In art, expressive quality reigns supreme.

Commonly held is the notion of an artist being an uncommon sort; an outsider by vocation. After all, great art demands great curiosity, an unusual trait amongst most members of civilized society.

Condensing the abstract imagery of the human experience to beautiful visual art requires the cooperation of a mind unbound by conventional rules.

What then, can be made of so-called "outsider art?"

“If you've ever had that feeling of loneliness, of being an outsider, it never quite leaves you. You can be happy or successful or whatever, but that thing still stays within you.”― Tim Burton

Outsider art refers to any and all art produced by individuals outside of the mainstream art sphere. Self-taught artists such as John Kane, Grandma Moses, and Adolf Wölfli fit the definition. However, Wölfli's status as an outsider transcends his being self-taught; he was also clinically insane.


The mentally ill, challenged with the task of expressing their innermost thoughts, turn to art surprisingly often. Despite their poor psychological state, they inadvertently come upon the core reason for creating art - expression.

"Art exists only to communicate a spiritual message." - Alphonse Mucha

His work stemmed from a deeply marred psyche. A tragic childhood as an indentured young laborer in 19th century Switzerland had left him scarred. Art was his out.

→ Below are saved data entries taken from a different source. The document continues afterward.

// Licensed under the Apache License, Version 2.0 <LICENSE-APACHE
// or https://www.apache.org/licenses/LICENSE-2.0> or the MIT license
// <LICENSE-MIT or https://opensource.org/licenses/MIT>, at your
// option. This file may not be copied, modified, or distributed
// except according to those terms.
//
// Copyright (c) ZK-GARAGE. All rights reserved.

//! Rows of the constraint system.
//!
//! Every row has [`WIRES`] wire slots and a coefficient vector. The built-in
//! kinds share the generic layout
//!
//! ```text
//! q_l·L + q_r·R + q_o·O + q_d·D + q_m·L·R + q_c (+ PI) = 0
//! ```
//!
//! with coefficients stored as `[q_l, q_r, q_o, q_d, q_m, q_c]`.

use crate::constraint_system::{Variable, WIRES};
use ark_ff::PrimeField;
use ark_serialize::{
    CanonicalDeserialize, CanonicalSerialize, Read, SerializationError, Write,
};

/// Length of the coefficient vector of the generic layout.
pub const GENERIC_COEFFS: usize = 6;

/// Index of the left wire selector.
pub const Q_L: usize = 0;
/// Index of the right wire selector.
pub const Q_R: usize = 1;
/// Index of the output wire selector.
pub const Q_O: usize = 2;
/// Index of the fourth wire selector.
pub const Q_D: usize = 3;
/// Index of the multiplication selector.
pub const Q_M: usize = 4;
/// Index of the constant selector.
pub const Q_C: usize = 5;

/// Column of the left wire.
pub const LEFT: usize = 0;
/// Column of the right wire.
pub const RIGHT: usize = 1;
/// Column of the output wire.
pub const OUTPUT: usize = 2;
/// Column of the fourth wire.
pub const FOURTH: usize = 3;

/// Kind of a row. Decides how the backend reads the coefficient vector.
#[derive(Clone, Copy, Debug, Eq, Hash, PartialEq, PartialOrd, Ord)]
pub enum GateKind {
    /// Generic arithmetic row.
    Generic,
    /// `a·a - a = 0` on wires `[a, a, a, -]`.
    Boolean,
    /// `c1·u + c2·v = 0` on wires `[u, v, -, -]`.
    EqualityLinear,
    /// Gadget specific row, opaque to the builder.
    Custom(u16),
}

impl GateKind {
    /// Whether the row follows the generic layout and can be evaluated by the
    /// builder itself.
    pub fn is_generic_layout(&self) -> bool {
        !matches!(self, Self::Custom(_))
    }

    /// Number of coefficients the kind requires, if fixed.
    pub fn coefficient_count(&self) -> Option<usize> {
        match self {
            Self::Custom(_) => None,
            _ => Some(GENERIC_COEFFS),
        }
    }
}

impl CanonicalSerialize for GateKind {
    fn serialize<W: Write>(
        &self,
        mut writer: W,
    ) -> Result<(), SerializationError> {
        match self {
            Self::Generic => 0u8.serialize(writer),
            Self::Boolean => 1u8.serialize(writer),
            Self::EqualityLinear => 2u8.serialize(writer),
            Self::Custom(id) => {
                3u8.serialize(&mut writer)?;
                (*id as u64).serialize(writer)
            }
        }
    }

    fn serialized_size(&self) -> usize {
        match self {
            Self::Custom(_) => 1 + 8,
            _ => 1,
        }
    }
}

impl CanonicalDeserialize for GateKind {
    fn deserialize<R: Read>(mut reader: R) -> Result<Self, SerializationError> {
        match u8::deserialize(&mut reader)? {
            0 => Ok(Self::Generic),
            1 => Ok(Self::Boolean),
            2 => Ok(Self::EqualityLinear),
            3 => {
                let id = u64::deserialize(reader)?;
                if id > u16::MAX as u64 {
                    return Err(SerializationError::InvalidData);
                }
                Ok(Self::Custom(id as u16))
            }
            _ => Err(SerializationError::InvalidData),
        }
    }
}

/// One row of the constraint system.
#[derive(derivative::Derivative)]
#[derivative(
    Clone(bound = ""),
    Debug(bound = ""),
    Eq(bound = ""),
    Hash(bound = ""),
    PartialEq(bound = "")
)]
pub struct Gate<F>
where
    F: PrimeField,
{
    pub(crate) kind: GateKind,
    pub(crate) wires: [Option<Variable>; WIRES],
    pub(crate) coeffs: Vec<F>,
}

impl<F> Gate<F>
where
    F: PrimeField,
{
    /// Kind of the row.
    pub fn kind(&self) -> GateKind {
        self.kind
    }

    /// Wire slots, `None` for an unused slot.
    pub fn wires(&self) -> &[Option<Variable>; WIRES] {
        &self.wires
    }

    /// Coefficient vector.
    pub fn coeffs(&self) -> &[F] {
        &self.coeffs
    }

    /// Whether every coefficient is zero.
    pub fn is_trivial(&self) -> bool {
        self.coeffs.iter().all(|c| c.is_zero())
    }

    /// Evaluates the generic layout against an assignment. Unused slots read
    /// as zero. Returns `None` for kinds the builder cannot evaluate.
    pub fn evaluate<V>(&self, value: V, pi: F) -> Option<F>
    where
        V: Fn(Variable) -> F,
    {
        if !self.kind.is_generic_layout() {
            return None;
        }
        let w = |column: usize| self.wires[column].map(&value).unwrap_or_else(F::zero);
        let q = &self.coeffs;
        let (l, r, o, d) = (w(LEFT), w(RIGHT), w(OUTPUT), w(FOURTH));
        Some(
            q[Q_L] * l
                + q[Q_R] * r
                + q[Q_O] * o
                + q[Q_D] * d
                + q[Q_M] * l * r
                + q[Q_C]
                + pi,
        )
    }
}

impl<F> CanonicalSerialize for Gate<F>
where
    F: PrimeField,
{
    fn serialize<W: Write>(
        &self,
        mut writer: W,
    ) -> Result<(), SerializationError> {
        self.kind.serialize(&mut writer)?;
        for wire in self.wires.iter() {
            match wire {
                Some(var) => {
                    1u8.serialize(&mut writer)?;
                    var.serialize(&mut writer)?;
                }
                None => 0u8.serialize(&mut writer)?,
            }
        }
        self.coeffs.serialize(writer)
    }

    fn serialized_size(&self) -> usize {
        self.kind.serialized_size()
            + self
                .wires
                .iter()
                .map(|wire| 1 + wire.map_or(0, |var| var.serialized_size()))
                .sum::<usize>()
            + self.coeffs.serialized_size()
    }
}

impl<F> CanonicalDeserialize for Gate<F>
where
    F: PrimeField,
{
    fn deserialize<R: Read>(mut reader: R) -> Result<Self, SerializationError> {
        let kind = GateKind::deserialize(&mut reader)?;
        let mut wires = [None; WIRES];
        for wire in wires.iter_mut() {
            *wire = match u8::deserialize(&mut reader)? {
                0 => None,
                1 => Some(Variable::deserialize(&mut reader)?),
                _ => return Err(SerializationError::InvalidData),
            };
        }
        let coeffs = Vec::<F>::deserialize(reader)?;
        if let Some(expected) = kind.coefficient_count() {
            if coeffs.len() != expected {
                return Err(SerializationError::InvalidData);
            }
        }
        Ok(Self {
            kind,
            wires,
            coeffs,
        })
    }
}

/// Builder for rows of the generic layout.
///
/// ```text
/// composer.arithmetic_gate(|gate| {
///     gate.left(F::one(), a).right(F::one(), b).output(-F::one(), c)
/// })
/// ```
#[derive(Debug, Clone, Copy)]
pub struct GenericGate<F>
where
    F: PrimeField,
{
    pub(crate) wires: [Option<Variable>; WIRES],
    pub(crate) selectors: [F; GENERIC_COEFFS],
}

impl<F> Default for GenericGate<F>
where
    F: PrimeField,
{
    fn default() -> Self {
        Self {
            wires: [None; WIRES],
            selectors: [F::zero(); GENERIC_COEFFS],
        }
    }
}

impl<F> GenericGate<F>
where
    F: PrimeField,
{
    /// Empty row: no wires, all selectors zero.
    pub fn new() -> Self {
        Self::default()
    }

    /// Places `var` on the left wire with selector `q_l`.
    pub fn left(&mut self, q_l: F, var: Variable) -> &mut Self {
        self.wire(LEFT, Q_L, q_l, var)
    }

    /// Places `var` on the right wire with selector `q_r`.
    pub fn right(&mut self, q_r: F, var: Variable) -> &mut Self {
        self.wire(RIGHT, Q_R, q_r, var)
    }

    /// Places `var` on the output wire with selector `q_o`.
    pub fn output(&mut self, q_o: F, var: Variable) -> &mut Self {
        self.wire(OUTPUT, Q_O, q_o, var)
    }

    /// Places `var` on the fourth wire with selector `q_d`.
    pub fn fourth(&mut self, q_d: F, var: Variable) -> &mut Self {
        self.wire(FOURTH, Q_D, q_d, var)
    }

    /// Sets the multiplication selector.
    pub fn mul(&mut self, q_m: F) -> &mut Self {
        self.selectors[Q_M] = q_m;
        self
    }

    /// Sets the constant selector.
    pub fn constant(&mut self, q_c: F) -> &mut Self {
        self.selectors[Q_C] = q_c;
        self
    }

    /// Returns a copy of the row built so far.
    pub fn build(&mut self) -> Self {
        *self
    }

    fn wire(
        &mut self,
        column: usize,
        selector: usize,
        coeff: F,
        var: Variable,
    ) -> &mut Self {
        self.wires[column] = Some(var);
        self.selectors[selector] = coeff;
        self
    }

    pub(crate) fn into_gate(self, kind: GateKind) -> Gate<F> {
        Gate {
            kind,
            wires: self.wires,
            coeffs: self.selectors.to_vec(),
        }
    }
}

#[cfg(test)]
mod test {
    use super::*;
    use crate::batch_test_field;

    fn test_generic_evaluation<F: PrimeField>() {
        let (a, b, c) = (Variable(0), Variable(1), Variable(2));
        let gate = GenericGate::<F>::new()
            .left(F::from(2u64), a)
            .right(F::zero(), b)
            .output(-F::one(), c)
            .mul(F::one())
            .constant(F::from(5u64))
            .build()
            .into_gate(GateKind::Generic);
        let values = [F::from(3u64), F::from(4u64), F::from(23u64)];
        // 2·3 + 3·4 + 5 - 23
        assert_eq!(gate.evaluate(|v| values[v.index()], F::zero()), Some(F::zero()));
        assert_eq!(
            gate.evaluate(|v| values[v.index()], F::one()),
            Some(F::one())
        );
    }

    fn test_custom_is_opaque<F: PrimeField>() {
        let gate = Gate::<F> {
            kind: GateKind::Custom(7),
            wires: [Some(Variable(0)), None, None, None],
            coeffs: vec![F::one()],
        };
        assert_eq!(gate.evaluate(|_| F::zero(), F::zero()), None);
        assert_eq!(gate.kind().coefficient_count(), None);
    }

    fn test_gate_serialization<F: PrimeField>() {
        let gates = vec![
            GenericGate::<F>::new()
                .left(F::one(), Variable(3))
                .constant(-F::one())
                .build()
                .into_gate(GateKind::Generic),
            Gate::<F> {
                kind: GateKind::Custom(u16::MAX),
                wires: [None, Some(Variable(1)), None, Some(Variable(9))],
                coeffs: vec![F::from(11u64); 3],
            },
        ];
        for gate in gates {
            let mut bytes = Vec::new();
            gate.serialize(&mut bytes).unwrap();
            assert_eq!(bytes.len(), gate.serialized_size());
            assert_eq!(Gate::<F>::deserialize(bytes.as_slice()).unwrap(), gate);
        }
    }

    fn test_wrong_coefficient_count_is_rejected<F: PrimeField>() {
        let gate = Gate::<F> {
            kind: GateKind::Boolean,
            wires: [None; WIRES],
            coeffs: vec![F::one()],
        };
        let mut bytes = Vec::new();
        gate.serialize(&mut bytes).unwrap();
        assert!(Gate::<F>::deserialize(bytes.as_slice()).is_err());
    }

    batch_test_field!(
        [
            test_generic_evaluation,
            test_custom_is_opaque,
            test_gate_serialization,
            test_wrong_coefficient_count_is_rejected
        ],
        [] => (bls12_381: ark_bls12_381::Fr)
    );

    batch_test_field!(
        [
            test_generic_evaluation,
            test_custom_is_opaque,
            test_gate_serialization,
            test_wrong_coefficient_count_is_rejected
        ],
        [] => (bls12_377: ark_bls12_377::Fr)
    );
}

A means of free expression unlike any other, he took to it very suddenly around 1904 - drawing numerous detailed pieces while living within a mental institution. Most of his adult life was spent in mental facilities and he passed his time with his art.


Wölfli paved the way for art by individuals typically dismissed as outsiders to be taken seriously - becoming the first truly psychotic person to be considered an artist.

His artwork told a story, his story, in the language of his own shaken mind. Adolf Wölfli's autobiographical books coupled all manner of stimuli in a frantic effort to define his own existence and psychotic interests.

So-called "outsider art" embodies precisely what art is all about. Mainstream art can learn quite a lot from it, and indeed it already has.